Over the last 10 years, thousands of businesses across the United States – from big corporations to storefront shops – have used arbitration to create an alternative system of justice . There, rules tend to favor businesses, and judges and juries have been replaced by arbitrators who commonly consider the companies as their clients. The change has been swift and virtually unnoticed, even though it has meant that tens of millions of Americans have lost a fundamental right: their day in Court. “This amounts to the wholesale privatization of the justice system,” says Myriam Gilles, a law professor at the Benjamin N. Cardozo School of Law. “Americans are being actively deprived of their rights”.
A 2011 Supreme Court ruling cleared the way for them to use the clauses to quash class-action lawsuits. Prevented from joining together as a group in arbitration, most plaintiffs gave up entirely, records show. Still, there are thousands of Americans who — either out of necessity or on principle — want their grievances heard and have taken their chances in arbitration. Little is known about arbitration because the proceedings are confidential and the federal government does not require cases to be reported. The secretive nature of the process makes it difficult to ascertain how fairly the proceedings are conducted. This, of course, suits the companies involved. Some state judges have called the class-action bans a “get out of jail free” card, because it is nearly impossible for one individual to take on a corporation with vast resources.

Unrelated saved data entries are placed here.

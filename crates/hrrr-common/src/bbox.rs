//! Bounding box types and operations.

use serde::{Deserialize, Serialize};

/// A geographic or projected bounding box.
///
/// For geographic extents (EPSG:4326), coordinates are in degrees.
/// For a region's native projection, coordinates are in meters.
#[derive(Debug, Clone, Copy, PartialEq, Serialize, Deserialize)]
pub struct BoundingBox {
    pub min_x: f64,
    pub min_y: f64,
    pub max_x: f64,
    pub max_y: f64,
}

impl BoundingBox {
    /// Create a new bounding box from corner coordinates.
    pub const fn new(min_x: f64, min_y: f64, max_x: f64, max_y: f64) -> Self {
        Self {
            min_x,
            min_y,
            max_x,
            max_y,
        }
    }

    /// Check if a point is contained within this bbox.
    pub fn contains_point(&self, x: f64, y: f64) -> bool {
        x >= self.min_x && x <= self.max_x && y >= self.min_y && y <= self.max_y
    }

    /// `[min_x, min_y, max_x, max_y]`, the order STAC `bbox` fields use.
    pub fn to_array(&self) -> [f64; 4] {
        [self.min_x, self.min_y, self.max_x, self.max_y]
    }

    /// Closed exterior ring, counter-clockwise starting at the lower-right corner.
    pub fn exterior_ring(&self) -> [[f64; 2]; 5] {
        [
            [self.max_x, self.min_y],
            [self.max_x, self.max_y],
            [self.min_x, self.max_y],
            [self.min_x, self.min_y],
            [self.max_x, self.min_y],
        ]
    }
}
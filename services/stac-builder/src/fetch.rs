//! Retrieval of `.idx` sidecars and GRIB2 sizes.
//!
//! A missing upstream file is [`HrrrError::NotFound`] and is never retried.
//! Transport failures and server errors retry with exponential backoff.

use std::collections::HashMap;
use std::time::Duration;

use async_trait::async_trait;
use hrrr_common::{HrrrError, HrrrResult};
use reqwest::{header, Client, StatusCode};
use tracing::{debug, instrument, warn};

/// Source of index content.
#[async_trait]
pub trait IndexSource: Send + Sync {
    /// Full text of the index at `href`.
    async fn fetch_index(&self, href: &str) -> HrrrResult<String>;

    /// Size in bytes of the resource at `href`, if the server reports one.
    async fn content_length(&self, href: &str) -> HrrrResult<Option<u64>>;
}

/// Configuration for HTTP retrieval.
#[derive(Debug, Clone, PartialEq)]
pub struct FetchConfig {
    /// Maximum number of retry attempts
    pub max_retries: u32,
    /// Initial retry delay (doubles each retry)
    pub initial_retry_delay: Duration,
    /// Maximum retry delay
    pub max_retry_delay: Duration,
    /// HTTP request timeout
    pub request_timeout: Duration,
    pub connect_timeout: Duration,
}

impl Default for FetchConfig {
    fn default() -> Self {
        Self {
            max_retries: 3,
            initial_retry_delay: Duration::from_millis(500),
            max_retry_delay: Duration::from_secs(10),
            request_timeout: Duration::from_secs(30),
            connect_timeout: Duration::from_secs(10),
        }
    }
}

/// Result of a single request attempt.
#[derive(Debug)]
enum AttemptError {
    /// Give up immediately.
    Fatal(HrrrError),
    /// Worth another try.
    Transient(String),
}

/// Map a non-success status to an attempt error.
fn classify_status(status: StatusCode, href: &str) -> AttemptError {
    if status == StatusCode::NOT_FOUND {
        AttemptError::Fatal(HrrrError::NotFound(href.to_string()))
    } else if status.is_server_error() || status == StatusCode::TOO_MANY_REQUESTS {
        AttemptError::Transient(format!("HTTP {} for {}", status, href))
    } else {
        AttemptError::Fatal(HrrrError::Http(format!("HTTP {} for {}", status, href)))
    }
}

/// Exponential backoff step.
fn next_delay(delay: Duration, max: Duration) -> Duration {
    std::cmp::min(delay * 2, max)
}

/// Index retrieval over public HTTPS.
pub struct HttpIndexSource {
    client: Client,
    config: FetchConfig,
}

impl HttpIndexSource {
    pub fn new(config: FetchConfig) -> HrrrResult<Self> {
        let client = Client::builder()
            .timeout(config.request_timeout)
            .connect_timeout(config.connect_timeout)
            .pool_max_idle_per_host(8)
            .tcp_nodelay(true)
            .build()
            .map_err(|e| HrrrError::Http(format!("Failed to create HTTP client: {}", e)))?;

        Ok(Self { client, config })
    }

    async fn get_once(&self, href: &str) -> Result<String, AttemptError> {
        let response = self
            .client
            .get(href)
            .send()
            .await
            .map_err(|e| AttemptError::Transient(format!("GET {} failed: {}", href, e)))?;

        let status = response.status();
        if !status.is_success() {
            return Err(classify_status(status, href));
        }

        response
            .text()
            .await
            .map_err(|e| AttemptError::Transient(format!("Error reading body of {}: {}", href, e)))
    }
}

#[async_trait]
impl IndexSource for HttpIndexSource {
    #[instrument(skip(self))]
    async fn fetch_index(&self, href: &str) -> HrrrResult<String> {
        let mut retry_count = 0;
        let mut delay = self.config.initial_retry_delay;

        loop {
            match self.get_once(href).await {
                Ok(body) => {
                    debug!(bytes = body.len(), "Fetched index");
                    return Ok(body);
                }
                Err(AttemptError::Fatal(e)) => return Err(e),
                Err(AttemptError::Transient(message)) => {
                    retry_count += 1;
                    if retry_count > self.config.max_retries {
                        return Err(HrrrError::Http(format!(
                            "{} (gave up after {} retries)",
                            message, self.config.max_retries
                        )));
                    }

                    warn!(
                        error = %message,
                        retry = retry_count,
                        max_retries = self.config.max_retries,
                        delay_ms = delay.as_millis() as u64,
                        "Index fetch failed, retrying"
                    );

                    tokio::time::sleep(delay).await;
                    delay = next_delay(delay, self.config.max_retry_delay);
                }
            }
        }
    }

    /// Get content length with HEAD request.
    async fn content_length(&self, href: &str) -> HrrrResult<Option<u64>> {
        let response = self
            .client
            .head(href)
            .send()
            .await
            .map_err(|e| HrrrError::Http(format!("HEAD {} failed: {}", href, e)))?;

        if !response.status().is_success() {
            return Ok(None);
        }

        Ok(response
            .headers()
            .get(header::CONTENT_LENGTH)
            .and_then(|v| v.to_str().ok())
            .and_then(|s| s.parse().ok()))
    }
}

/// Index content held in memory, keyed by href.
///
/// Unknown hrefs are `NotFound`, the same as a 404 upstream.
#[derive(Debug, Clone, Default)]
pub struct MemoryIndexSource {
    indexes: HashMap<String, (String, Option<u64>)>,
}

impl MemoryIndexSource {
    pub fn new() -> Self {
        Self::default()
    }

    /// Register `content` at `href`, with the size of the GRIB2 file it indexes.
    pub fn with_index(mut self, href: impl Into<String>, content: impl Into<String>, grib_size: Option<u64>) -> Self {
        self.indexes.insert(href.into(), (content.into(), grib_size));
        self
    }

    pub fn len(&self) -> usize {
        self.indexes.len()
    }

    pub fn is_empty(&self) -> bool {
        self.indexes.is_empty()
    }
}

#[async_trait]
impl IndexSource for MemoryIndexSource {
    async fn fetch_index(&self, href: &str) -> HrrrResult<String> {
        self.indexes
            .get(href)
            .map(|(content, _)| content.clone())
            .ok_or_else(|| HrrrError::NotFound(href.to_string()))
    }

    /// `href` is the GRIB2 href; its size is stored under the matching `.idx`.
    async fn content_length(&self, href: &str) -> HrrrResult<Option<u64>> {
        Ok(self
            .indexes
            .get(&format!("{}.idx", href))
            .and_then(|(_, size)| *size))
    }
}

#[cfg(test)]
mod tests {
    use super::*;

    #[test]
    fn test_not_found_is_fatal() {
        match classify_status(StatusCode::NOT_FOUND, "https://example/x.idx") {
            AttemptError::Fatal(e) => assert!(e.is_not_found()),
            other => panic!("Expected fatal NotFound, got {:?}", other),
        }
    }

    #[test]
    fn test_server_errors_are_transient() {
        assert!(matches!(
            classify_status(StatusCode::SERVICE_UNAVAILABLE, "h"),
            AttemptError::Transient(_)
        ));
        assert!(matches!(
            classify_status(StatusCode::TOO_MANY_REQUESTS, "h"),
            AttemptError::Transient(_)
        ));
    }

    #[test]
    fn test_other_client_errors_are_fatal_http() {
        match classify_status(StatusCode::FORBIDDEN, "h") {
            AttemptError::Fatal(HrrrError::Http(msg)) => assert!(msg.contains("403")),
            other => panic!("Expected fatal Http, got {:?}", other),
        }
    }

    #[test]
    fn test_backoff_doubles_and_caps() {
        let max = Duration::from_secs(4);
        let mut delay = Duration::from_millis(500);
        let mut seen = Vec::new();
        for _ in 0..5 {
            delay = next_delay(delay, max);
            seen.push(delay.as_millis());
        }
        assert_eq!(seen, vec![1000, 2000, 4000, 4000, 4000]);
    }

    #[test]
    fn test_client_builds() {
        assert!(HttpIndexSource::new(FetchConfig::default()).is_ok());
    }

    #[tokio::test]
    async fn test_memory_source() {
        let source = MemoryIndexSource::new().with_index("https://h/a.grib2.idx", "1:0:d=2024050112:TMP:2 m above ground:anl:\n", Some(42));
        assert_eq!(source.len(), 1);
        assert!(source.fetch_index("https://h/a.grib2.idx").await.unwrap().starts_with("1:0"));
        assert_eq!(source.content_length("https://h/a.grib2").await.unwrap(), Some(42));
        assert!(source.fetch_index("https://h/b.grib2.idx").await.unwrap_err().is_not_found());
        assert_eq!(source.content_length("https://h/b.grib2").await.unwrap(), None);
    }
}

All it took was adding simple arbitration clauses to contracts that most employees and consumers do not even read. Yet at stake are claims of medical malpractice, sexual harassment, hate crimes, discrimination, theft, fraud, elder abuse and wrongful death, records and interviews show. (Jessica Silver-Greenberg and Michael Corkery of The New York Times).

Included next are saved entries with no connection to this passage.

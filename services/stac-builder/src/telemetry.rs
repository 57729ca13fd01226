//! Prometheus recorder for the batch counters.
//!
//! The binary runs to completion rather than serving, so counters are
//! rendered once at exit: logged, and optionally written in the text
//! exposition format for a node_exporter textfile collector.

use std::path::Path;

use anyhow::{Context, Result};
use metrics_exporter_prometheus::{PrometheusBuilder, PrometheusHandle};
use tracing::info;

/// Prefix of every metric this crate records.
pub const METRIC_PREFIX: &str = "stac_builder_";

/// Install the process-wide Prometheus recorder.
pub fn install_recorder() -> Result<PrometheusHandle> {
    PrometheusBuilder::new()
        .install_recorder()
        .context("Failed to install Prometheus recorder")
}

/// `(series, value)` for each of this crate's samples in a text exposition.
pub fn counter_values(rendered: &str) -> Vec<(String, u64)> {
    rendered
        .lines()
        .filter(|line| line.starts_with(METRIC_PREFIX))
        .filter_map(|line| {
            let (series, value) = line.rsplit_once(' ')?;
            let value = value.trim().parse::<f64>().ok()?;
            Some((series.to_string(), value as u64))
        })
        .collect()
}

/// Log every counter, and write the exposition to `path` when given.
pub fn report(handle: &PrometheusHandle, path: Option<&Path>) -> Result<()> {
    let rendered = handle.render();
    for (series, value) in counter_values(&rendered) {
        info!(metric = %series, value = value, "Counter");
    }
    if let Some(path) = path {
        std::fs::write(path, &rendered)
            .with_context(|| format!("Failed to write metrics to {}", path.display()))?;
        info!(path = %path.display(), "Wrote metrics");
    }
    Ok(())
}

This is the outward and visible sign of the power of the corporatocracy. Apparently, no outrage has been heard in Congress and no peep out of the White House or anywhere else. Only the New York Times has protested. Thus do our rights disappear out of the windown without a whimper. And it will be copied throughout Europe , you can be sure. It is un-Epicurean and un- democratic and unwinds a system that reaches back to Anglo- Saxon days.
The rules are there to confuse rather than to inform. According to the Wall Street Journal, in the early 1980s, the typical credit card contract was a page long; by the early 2000s, that contract had grown to more than 30 pages of incomprehensible text, designed in large part to add unexpected–and unreadable–terms that favor the card companies. Mortgage-loan documents, payday-loan papers, car-loan terms, and other lending products are often equally incomprehensible.